As to (2), Poundstone might argue that Macmillan is worried about the contrast effect. Macmillan would be concerned that even to a person who does not have nor intend ever to acquire a Kindle, the proximity of the $9.99 would make its hardback price of say $18.00 seem higher than it actually was to a consumer. So this book lends support to Macmillan's position as to issue (2).
Now, let me briefly get to the meat of the book.

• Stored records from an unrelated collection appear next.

//! Timestamps and durations shared by runs and nodes

use chrono::{DateTime, TimeDelta, Utc};
use serde::{Deserialize, Serialize};

use crate::error::{Error, Result};

/// Parse a platform timestamp
///
/// Timestamps must be Zulu (UTC) and end with a literal `Z`. Anything else
/// is rejected rather than reinterpreted in another timezone.
pub fn parse_timestamp(value: &str) -> Result<DateTime<Utc>> {
    if !value.ends_with('Z') {
        return Err(Error::InvalidTimestamp {
            value: value.to_string(),
            reason: "does not appear to be a Zulu (UTC) timestamp".to_string(),
        });
    }

    DateTime::parse_from_rfc3339(value)
        .map(|dt| dt.with_timezone(&Utc))
        .map_err(|e| Error::InvalidTimestamp {
            value: value.to_string(),
            reason: e.to_string(),
        })
}

/// Parse an optional timestamp field
pub(crate) fn parse_optional(value: Option<&str>) -> Result<Option<DateTime<Utc>>> {
    value.map(parse_timestamp).transpose()
}

/// Start/end instants of a run or node
#[derive(Debug, Clone, Copy, Default, PartialEq, Eq, Serialize, Deserialize)]
#[serde(try_from = "TimingFields")]
pub struct Timing {
    started_at: Option<DateTime<Utc>>,
    finished_at: Option<DateTime<Utc>>,
}

#[derive(Deserialize)]
struct TimingFields {
    started_at: Option<DateTime<Utc>>,
    finished_at: Option<DateTime<Utc>>,
}

impl TryFrom<TimingFields> for Timing {
    type Error = Error;

    fn try_from(fields: TimingFields) -> Result<Self> {
        Timing::observed(fields.started_at, fields.finished_at)
    }
}

impl Timing {
    /// Build a run timing, rejecting an end without a start or an end before the start
    pub fn new(
        started_at: Option<DateTime<Utc>>,
        finished_at: Option<DateTime<Utc>>,
    ) -> Result<Self> {
        if let (None, Some(end)) = (started_at, finished_at) {
            return Err(Error::InvalidTiming(format!(
                "finished at {} without a start time",
                end
            )));
        }
        Self::observed(started_at, finished_at)
    }

    /// Build a node timing
    ///
    /// Nodes the engine never started (skipped, omitted) may still report an
    /// end time; their duration is zero. An end before the start is rejected.
    pub fn observed(
        started_at: Option<DateTime<Utc>>,
        finished_at: Option<DateTime<Utc>>,
    ) -> Result<Self> {
        if let (Some(start), Some(end)) = (started_at, finished_at) {
            if end < start {
                return Err(Error::InvalidTiming(format!(
                    "finished at {} before starting at {}",
                    end, start
                )));
            }
        }

        Ok(Self {
            started_at,
            finished_at,
        })
    }

    pub fn started_at(&self) -> Option<DateTime<Utc>> {
        self.started_at
    }

    pub fn finished_at(&self) -> Option<DateTime<Utc>> {
        self.finished_at
    }

    /// Elapsed time as of now
    ///
    /// While started but unfinished this is measured against the local UTC
    /// clock, so it keeps growing until the platform reports an end time.
    /// Expect a small drop once the reported end replaces the local clock.
    pub fn duration(&self) -> TimeDelta {
        self.duration_at(Utc::now())
    }

    /// Elapsed time as of `now`
    pub fn duration_at(&self, now: DateTime<Utc>) -> TimeDelta {
        let Some(started_at) = self.started_at else {
            return TimeDelta::zero();
        };

        if let Some(finished_at) = self.finished_at {
            return finished_at - started_at;
        }

        now - started_at
    }
}

/// Format a duration as `H:MM:SS[.ffffff]`
pub fn format_duration(duration: TimeDelta) -> String {
    let sign = if duration < TimeDelta::zero() { "-" } else { "" };
    let duration = duration.abs();
    let total = duration.num_seconds();
    let micros = duration.subsec_nanos() / 1_000;

    let base = format!(
        "{}{}:{:02}:{:02}",
        sign,
        total / 3600,
        (total % 3600) / 60,
        total % 60
    );

    if micros == 0 {
        base
    } else {
        format!("{}.{:06}", base, micros)
    }
}
//! Run command handlers
//!
//! Handles all run-related CLI commands including listing, viewing details,
//! watching a run to completion and pulling logs and outputs.

use anyhow::{Context, Result, bail};
use clap::Subcommand;
use colored::*;
use runlens_client::PlatformClient;
use runlens_core::dto::run::ApiRun;
use runlens_core::dump::dump_manifests;
use runlens_core::{ExecutionNode, RunManifest, classify, workflow_dot};
use std::path::PathBuf;

use super::display::{colorize_status, print_node_summary, print_run_tree, write_dot};
use crate::config::{Config, wait_options};
use crate::id_resolver::resolve_run_id;
use crate::types::IdOrPrefix;

/// Run subcommands
#[derive(Subcommand)]
pub enum RunCommands {
    /// List recent runs
    List {
        /// Number of runs to show
        #[arg(long, default_value_t = 20)]
        page_size: u32,
    },
    /// Get run details and its nodes
    Get {
        /// Run ID or unambiguous prefix
        id: String,
    },
    /// Poll a run until it and all of its nodes have finished
    Watch {
        /// Run ID or unambiguous prefix
        id: String,

        /// Delay between polls in milliseconds
        #[arg(long, default_value_t = 100)]
        interval_ms: u64,

        /// Give up after this many seconds
        #[arg(long, default_value_t = 300)]
        timeout_secs: u64,
    },
    /// Print the container logs of a node
    Logs {
        /// Run ID or unambiguous prefix
        id: String,

        /// Display name of the node
        #[arg(long)]
        node: String,
    },
    /// Print the typed outputs of a node
    Outputs {
        /// Run ID or unambiguous prefix
        id: String,

        /// Display name of the node
        #[arg(long)]
        node: String,

        /// Keep the template prefix on output names
        #[arg(long)]
        raw_names: bool,
    },
    /// Write the runtime and spec manifests of a run to disk
    Dump {
        /// Run ID or unambiguous prefix
        id: String,

        /// File name prefix (defaults to the run id)
        #[arg(long)]
        name: Option<String>,

        /// Output directory
        #[arg(long, default_value = ".")]
        dir: PathBuf,
    },
    /// Show the task view of a run from the v2 API
    Tasks {
        /// Run ID or unambiguous prefix
        id: String,
    },
    /// Render the node graph of a run as DOT
    Graph {
        /// Run ID or unambiguous prefix
        id: String,

        /// Write the DOT source here instead of stdout
        #[arg(short, long)]
        output: Option<PathBuf>,
    },
}

/// Handle run commands
///
/// Routes run subcommands to their respective handlers.
pub async fn handle_run_command(command: RunCommands, config: &Config) -> Result<()> {
    let client = PlatformClient::new(&config.platform_url);

    match command {
        RunCommands::List { page_size } => list_runs(&client, page_size).await,
        RunCommands::Get { id } => get_run(&client, &id, config).await,
        RunCommands::Watch {
            id,
            interval_ms,
            timeout_secs,
        } => watch_run(&client, &id, interval_ms, timeout_secs, config).await,
        RunCommands::Logs { id, node } => node_logs(&client, &id, &node, config).await,
        RunCommands::Outputs {
            id,
            node,
            raw_names,
        } => node_outputs(&client, &id, &node, !raw_names, config).await,
        RunCommands::Dump { id, name, dir } => dump_run(&client, &id, name, dir).await,
        RunCommands::Tasks { id } => run_tasks(&client, &id).await,
        RunCommands::Graph { id, output } => run_graph(&client, &id, output, config).await,
    }
}

/// List recent runs
async fn list_runs(client: &PlatformClient, page_size: u32) -> Result<()> {
    let page = client.list_runs(page_size, None).await?;

    if page.runs.is_empty() {
        println!("{}", "No runs found.".yellow());
    } else {
        println!(
            "{}",
            format!("Showing {} of {} run(s):", page.runs.len(), page.total_size).bold()
        );
        println!();
        for run in &page.runs {
            print_run_summary(run);
        }
    }

    Ok(())
}

/// Get and display a single run
async fn get_run(client: &PlatformClient, id: &str, config: &Config) -> Result<()> {
    let run = snapshot(client, id, config).await?;
    print_run_tree(&run);
    Ok(())
}

/// Poll a run to completion, printing each snapshot
async fn watch_run(
    client: &PlatformClient,
    id: &str,
    interval_ms: u64,
    timeout_secs: u64,
    config: &Config,
) -> Result<()> {
    let options = wait_options(interval_ms, timeout_secs)?;
    let run_id = resolve_run_id(client, &IdOrPrefix::parse(id)).await?;

    let mut last_line = String::new();
    let run = client
        .wait_for_completion(&run_id, &config.platform_schema(), &options, |snapshot| {
            let line = snapshot.to_string();
            if line != last_line {
                println!("{}", line.dimmed());
                last_line = line;
            }
        })
        .await?;

    println!();
    print_run_tree(&run);
    Ok(())
}

/// Print the logs of every node with the given display name
async fn node_logs(client: &PlatformClient, id: &str, node: &str, config: &Config) -> Result<()> {
    let run = snapshot(client, id, config).await?;

    for target in select_nodes(&run, node)? {
        let logs = run
            .pull_logs(target)
            .await
            .with_context(|| format!("Failed to read logs of node {}", target.id))?;

        println!("{}", format!("Logs for node {} ({}):", target.display_name, target.id).bold());
        println!("{}", "─".repeat(80).dimmed());
        print!("{}", logs);
        if !logs.ends_with('\n') {
            println!();
        }
        println!("{}", "─".repeat(80).dimmed());
    }

    Ok(())
}

/// Print the typed outputs of every node with the given display name
async fn node_outputs(
    client: &PlatformClient,
    id: &str,
    node: &str,
    normalize: bool,
    config: &Config,
) -> Result<()> {
    let run = snapshot(client, id, config).await?;

    for target in select_nodes(&run, node)? {
        let outputs = run
            .pull_outputs(target, normalize)
            .await
            .with_context(|| format!("Failed to read outputs of node {}", target.id))?;

        print_node_summary(target);
        if outputs.is_empty() {
            println!("    {}", "No typed outputs.".yellow());
        }
        for (name, value) in &outputs {
            println!("    {} = {}", name.cyan(), value);
        }
    }

    Ok(())
}

/// Dump the manifests of a run for offline debugging
async fn dump_run(
    client: &PlatformClient,
    id: &str,
    name: Option<String>,
    dir: PathBuf,
) -> Result<()> {
    let run_id = resolve_run_id(client, &IdOrPrefix::parse(id)).await?;
    let detail = client.get_run(&run_id).await?;

    let name = name.unwrap_or_else(|| run_id.clone());
    let paths = dump_manifests(&dir, &name, &detail)
        .with_context(|| format!("Failed to dump manifests of run {}", run_id))?;

    println!("{} {}", "✓".green(), paths.runtime.display());
    println!("{} {}", "✓".green(), paths.spec.display());
    Ok(())
}

/// Show the v2 task view of a run
async fn run_tasks(client: &PlatformClient, id: &str) -> Result<()> {
    let run_id = resolve_run_id(client, &IdOrPrefix::parse(id)).await?;
    let run = client.fetch_manifest_v2(&run_id).await?;
    print_run_tree(&run);
    Ok(())
}

/// Render the runtime node graph of a run
async fn run_graph(
    client: &PlatformClient,
    id: &str,
    output: Option<PathBuf>,
    config: &Config,
) -> Result<()> {
    let run_id = resolve_run_id(client, &IdOrPrefix::parse(id)).await?;
    let detail = client.get_run(&run_id).await?;

    let document = detail
        .runtime_manifest()
        .with_context(|| format!("Run {} has no workflow yet", run_id))?;
    let dot = workflow_dot(&document, &config.platform_schema())?;

    write_dot(&dot, output.as_deref())
}

async fn snapshot(client: &PlatformClient, id: &str, config: &Config) -> Result<RunManifest> {
    let run_id = resolve_run_id(client, &IdOrPrefix::parse(id)).await?;
    let run = client.fetch_manifest(&run_id, &config.platform_schema()).await?;
    Ok(run)
}

fn select_nodes<'a>(run: &'a RunManifest, display_name: &str) -> Result<Vec<&'a ExecutionNode>> {
    let nodes = run.get_nodes(display_name);
    if nodes.is_empty() {
        let mut names: Vec<&str> = run.nodes().iter().map(|n| n.display_name.as_str()).collect();
        names.sort_unstable();
        names.dedup();
        bail!(
            "No node named '{}' in run {}. Known nodes: {}",
            display_name,
            run.run_id(),
            names.join(", ")
        );
    }
    Ok(nodes)
}

/// Print a run summary line from the run list
fn print_run_summary(run: &ApiRun) {
    let status = run.status.as_deref();
    let flags = classify(status, &Default::default());

    println!("  {} {} {}", "▸".cyan(), run.name, run.id.dimmed());
    println!("    Status:   {}", colorize_status(status, flags));
    if let Some(created) = run.created_at {
        println!("    Created:  {}", created.format("%Y-%m-%d %H:%M:%S").to_string().dimmed());
    }
    if let Some(error) = &run.error {
        println!("    Error:    {}", error.red());
    }
    println!();
}

#[cfg(test)]
mod tests {
    use super::*;
    use runlens_core::ManifestSchema;
    use serde_json::json;

    fn run_with_nodes() -> RunManifest {
        let manifest = json!({
            "metadata": { "name": "wf", "uid": "uid-1" },
            "spec": { "templates": [ { "name": "step" } ] },
            "status": {
                "phase": "Running",
                "nodes": {
                    "wf-1": { "type": "Pod", "templateName": "step", "displayName": "train", "phase": "Succeeded" },
                    "wf-2": { "type": "Pod", "templateName": "step", "displayName": "train", "phase": "Running" },
                    "wf-3": { "type": "Pod", "templateName": "step", "displayName": "eval", "phase": "Pending" }
                }
            }
        });
        RunManifest::from_value(&manifest, &ManifestSchema::argo()).unwrap()
    }

    #[test]
    fn test_select_nodes_returns_every_match() {
        let run = run_with_nodes();
        let nodes = select_nodes(&run, "train").unwrap();
        let ids: Vec<&str> = nodes.iter().map(|n| n.id.as_str()).collect();
        assert_eq!(ids, vec!["wf-1", "wf-2"]);
    }

    #[test]
    fn test_select_nodes_lists_known_names() {
        let run = run_with_nodes();
        let err = select_nodes(&run, "deploy").unwrap_err();
        assert!(err.to_string().contains("Known nodes: eval, train"));
    }
}
//! Status classification
//!
//! Platform status strings are kept verbatim and classified into a small
//! set of boolean predicates. Unknown tokens classify as "nothing" so newer
//! platform versions do not break older readers.

use serde::{Deserialize, Serialize};

/// Status tokens used by one platform schema version
#[derive(Debug, Clone, PartialEq, Eq, Serialize, Deserialize)]
pub struct StatusTokens {
    pub pending: String,
    pub running: String,
    pub succeeded: String,
    pub failed: String,
    pub skipped: String,
}

impl StatusTokens {
    /// Workflow engine phases, used by v1 run manifests and raw workflows
    pub fn argo() -> Self {
        Self {
            pending: "Pending".to_string(),
            running: "Running".to_string(),
            succeeded: "Succeeded".to_string(),
            failed: "Failed".to_string(),
            skipped: "Skipped".to_string(),
        }
    }

    /// Run and task states reported by the v2 API
    pub fn kfp_v2() -> Self {
        Self {
            pending: "PENDING".to_string(),
            running: "RUNNING".to_string(),
            succeeded: "SUCCEEDED".to_string(),
            failed: "FAILED".to_string(),
            skipped: "SKIPPED".to_string(),
        }
    }
}

impl Default for StatusTokens {
    fn default() -> Self {
        Self::argo()
    }
}

/// Classified status predicates
#[derive(Debug, Clone, Copy, Default, PartialEq, Eq, Serialize, Deserialize)]
pub struct StatusFlags {
    pub pending: bool,
    pub running: bool,
    pub succeeded: bool,
    pub failed: bool,
    pub skipped: bool,
}

impl StatusFlags {
    /// Terminal: succeeded, failed or skipped
    pub fn finished(&self) -> bool {
        self.succeeded || self.failed || self.skipped
    }
}

/// Classify a status string against a token set
///
/// Matching is exact and case-sensitive. An absent or unrecognized status
/// yields all predicates false.
pub fn classify(status: Option<&str>, tokens: &StatusTokens) -> StatusFlags {
    let Some(status) = status else {
        return StatusFlags::default();
    };

    StatusFlags {
        pending: status == tokens.pending,
        running: status == tokens.running,
        succeeded: status == tokens.succeeded,
        failed: status == tokens.failed,
        skipped: status == tokens.skipped,
    }
}

#[cfg(test)]
mod tests {
    use super::*;

    #[test]
    fn test_terminal_tokens_are_finished() {
        let tokens = StatusTokens::argo();
        for status in ["Succeeded", "Failed", "Skipped"] {
            assert!(classify(Some(status), &tokens).finished(), "{status}");
        }
    }

    #[test]
    fn test_non_terminal_tokens_are_not_finished() {
        let tokens = StatusTokens::argo();
        for status in ["Pending", "Running", "Error", "Omitted", "", "succeeded"] {
            assert!(!classify(Some(status), &tokens).finished(), "{status}");
        }
        assert!(!classify(None, &tokens).finished());
    }

    #[test]
    fn test_single_predicate_per_known_token() {
        let tokens = StatusTokens::argo();
        let flags = classify(Some("Running"), &tokens);
        assert!(flags.running);
        assert!(!flags.pending && !flags.succeeded && !flags.failed && !flags.skipped);

        let flags = classify(Some("Pending"), &tokens);
        assert!(flags.pending);
        assert!(!flags.finished());
    }

    #[test]
    fn test_unknown_token_is_all_false() {
        let flags = classify(Some("Terminating"), &StatusTokens::argo());
        assert_eq!(flags, StatusFlags::default());
    }

    #[test]
    fn test_case_sensitive_per_schema() {
        let v2 = StatusTokens::kfp_v2();
        assert!(classify(Some("SUCCEEDED"), &v2).succeeded);
        assert!(!classify(Some("Succeeded"), &v2).succeeded);
        assert!(!classify(Some("SUCCEEDED"), &StatusTokens::argo()).succeeded);
    }
}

The book is structured along the lines of that distinctive modern subgenre of popular economics books in which anecdote and biography are interwoven and are equal partners with theory and experiment. Careful measurements by colorful character, in the stories of these works, gradually overturns entrenched orthodoxy, first in a small-scale and then in the large. Popular exponents of this style include Malcolm Gladwell, whose Tipping Point, Blink, and What the Dog Saw are canonical examples; Michael Lewis, whose Money Ball described the impact of statistics on baseball; Thomas Bass, whose Eudaemonic Pie and The Predictors foreshadowed the more modern style and which treated the impact of statistics and nonlinear modelling (chaos theory) respectively; Sam Savage, whose Flaw of Averages is a good introduction to statistics in this style; and of course Steven Levitt with his Freakonomics series.
This book is a worthy and interesting addition to the genre. Of the many interesting anecdotes, my favorite was probably Eskildsen and the World Trade Center, and how Las Vegas turned out to play a major role in the development of psychology. The cast of characters, including ex-Israeli soldiers among others, was very entertaining. And the theory, although of course subject to some carping (no confidence factors in many of the studies reported, for example) highlighted the key points clearly and gave the reader clear paths for further knowledge.
Thus, I would recommend this book as a good introduction not only to pricing but also to behavioral economics and human decision-making generally.